Wakefield, who was born and raised in Indianapolis but eventually moved to Boston, said he chose Boston both because he wanted to write about a city he knew well and also because he was tired of television's tendency to give programs Los Angeles or New York City settings. To update his own memories of growing up, the writer spoke with adolescents from Boston.

Cast
 Lance Kerwin as James Hunter
 Linden Chiles as Paul Hunter, James' father
 Lynn Carlin as Joan Hunter, James' mother
 Kim Richards as Sandy Hunter, James' sister
 Deirdre Berthrong as Kathy Hunter, James' sister
 David Raynr as Ludwig "Sly" Hazeltine, James' friend (billed as David Hubbard)
 Susan Myers as Marlene Mahoney, James' friend
 Kevin Van Wieringen as a deaf student in James' class

TV movie
The movie premiered to high ratings, topping the ratings for the week of September 5–11, 1977, with a 42% share of the viewing audience, quickly prompting NBC to approve a series. Associated Press writer Jerry Buck said of the pilot movie that it "captures the essence of growing up in America," adding, "It makes up for all the drivel we've had to put up with, such as Sons and Daughters and Hollywood High."

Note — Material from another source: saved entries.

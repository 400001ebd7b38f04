/// JWT issuance and validation using HS256
///
/// The signer is built once from [`AuthConfig`] at startup and shared through
/// application state; there is no ambient key storage.
use crate::config::AuthConfig;
use crate::error::{AppError, Result};
use chrono::{Duration, Utc};
use jsonwebtoken::{decode, encode, Algorithm, DecodingKey, EncodingKey, Header, Validation};
use serde::{Deserialize, Serialize};
use uuid::Uuid;

#[derive(Debug, Serialize, Deserialize, Clone)]
pub struct Claims {
    /// Subject (user ID)
    pub sub: String,
    /// Audience
    pub aud: String,
    /// Issuer
    pub iss: String,
    /// Issued at (Unix timestamp)
    pub iat: i64,
    /// Expiration time (Unix timestamp)
    pub exp: i64,
}

#[derive(Clone)]
pub struct JwtSigner {
    encoding: EncodingKey,
    decoding: DecodingKey,
    audience: String,
    issuer: String,
    ttl_secs: i64,
}

impl JwtSigner {
    pub fn new(cfg: &AuthConfig) -> Self {
        JwtSigner {
            encoding: EncodingKey::from_secret(cfg.jwt_secret.as_bytes()),
            decoding: DecodingKey::from_secret(cfg.jwt_secret.as_bytes()),
            audience: cfg.jwt_audience.clone(),
            issuer: cfg.jwt_issuer.clone(),
            ttl_secs: cfg.jwt_ttl_secs,
        }
    }

    pub fn issue(&self, user_id: Uuid) -> Result<String> {
        let now = Utc::now();
        let expiry = now + Duration::seconds(self.ttl_secs);

        let claims = Claims {
            sub: user_id.to_string(),
            aud: self.audience.clone(),
            iss: self.issuer.clone(),
            iat: now.timestamp(),
            exp: expiry.timestamp(),
        };

        encode(&Header::new(Algorithm::HS256), &claims, &self.encoding)
            .map_err(|e| AppError::Internal(format!("Failed to sign token: {}", e)))
    }

    pub fn verify(&self, token: &str) -> Result<Claims> {
        let mut validation = Validation::new(Algorithm::HS256);
        validation.set_audience(&[self.audience.clone()]);
        validation.set_issuer(&[self.issuer.clone()]);

        decode::<Claims>(token, &self.decoding, &validation)
            .map(|data| data.claims)
            .map_err(|e| AppError::Authentication(format!("Invalid token: {}", e)))
    }
}

#[cfg(test)]
mod tests {
    use super::*;

    fn test_config() -> AuthConfig {
        AuthConfig {
            jwt_secret: "test-secret".to_string(),
            jwt_audience: "feed-clients".to_string(),
            jwt_issuer: "feed-service".to_string(),
            jwt_ttl_secs: 3600,
        }
    }

    #[test]
    fn test_issue_and_verify_round_trip() {
        let signer = JwtSigner::new(&test_config());
        let user_id = Uuid::new_v4();

        let token = signer.issue(user_id).expect("should sign token");
        assert_eq!(token.matches('.').count(), 2);

        let claims = signer.verify(&token).expect("should verify token");
        assert_eq!(claims.sub, user_id.to_string());
        assert_eq!(claims.aud, "feed-clients");
        assert_eq!(claims.iss, "feed-service");
        assert!(claims.exp > claims.iat);
    }

    #[test]
    fn test_verify_rejects_garbage() {
        let signer = JwtSigner::new(&test_config());
        assert!(signer.verify("not.a.token").is_err());
    }

    #[test]
    fn test_verify_rejects_wrong_audience() {
        let signer = JwtSigner::new(&test_config());

        let mut other_cfg = test_config();
        other_cfg.jwt_audience = "someone-else".to_string();
        let other = JwtSigner::new(&other_cfg);

        let token = other.issue(Uuid::new_v4()).expect("should sign token");
        assert!(signer.verify(&token).is_err());
    }

    #[test]
    fn test_verify_rejects_expired_token() {
        let mut cfg = test_config();
        cfg.jwt_ttl_secs = -120;
        let signer = JwtSigner::new(&cfg);

        let token = signer.issue(Uuid::new_v4()).expect("should sign token");
        assert!(signer.verify(&token).is_err());
    }
}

Critical reception and controversy
The show was highly praised for its realism and sensitivity, with a New York Times reviewer applauding the program's avoidance of stereotyping characters: "Sly, a jiving black student ... has solidly middle-class parents deeply involved in classical music" and a lower-middle-class classmate discovers that her father makes more money as a plumber than James' professor father. Tom Shales of The Washington Post opined:Not perfect, not revolutionary, not always deliriously urgent, James at 15 is still the most respectable new entertainment series of the season. Consistently, it communicates something about the state of being young, rather than just communicating that it wishes to lure young viewers. And if it romanticizes adolescence through the weekly trials and triumphs of its teen-age hero, at least it does so in more ambitious, inquisitive and authentic ways than the average TV teeny-bop. 

Critics also approved of its handling of James' first sexual experience, with a Swedish exchange student (Kirsten Baker) in the episode which aired February 9, 1978— at which point the show assumed the name James at 16. However, head writer Wakefield quit in a dispute with NBC over the use of the euphemism responsible for 'birth control' in the episode, as well as the network's insistence that James should feel remorse over his decision.

Behind the scenes, the show's original executive producers, Martin Manulis and Joe Hardy, were replaced by Ron Rubin in December 1977. Despite the critical acclaim, the show lasted only one season. Kerwin was actually 16 when the series began, and had turned 17 when it was cancelled.

Awards and nominations

Novelization
Two novels were written by author April Smith, James at 15 and Friends.

Legacy
Kevin Williamson, the creator of Dawson's Creek, cited this show as a major influence on him and named it as an inspiration for his show. Williamson said, "Dawson's Creek came out of my desire to do James at 15 for the '90s. It was very provocative and way ahead of its time."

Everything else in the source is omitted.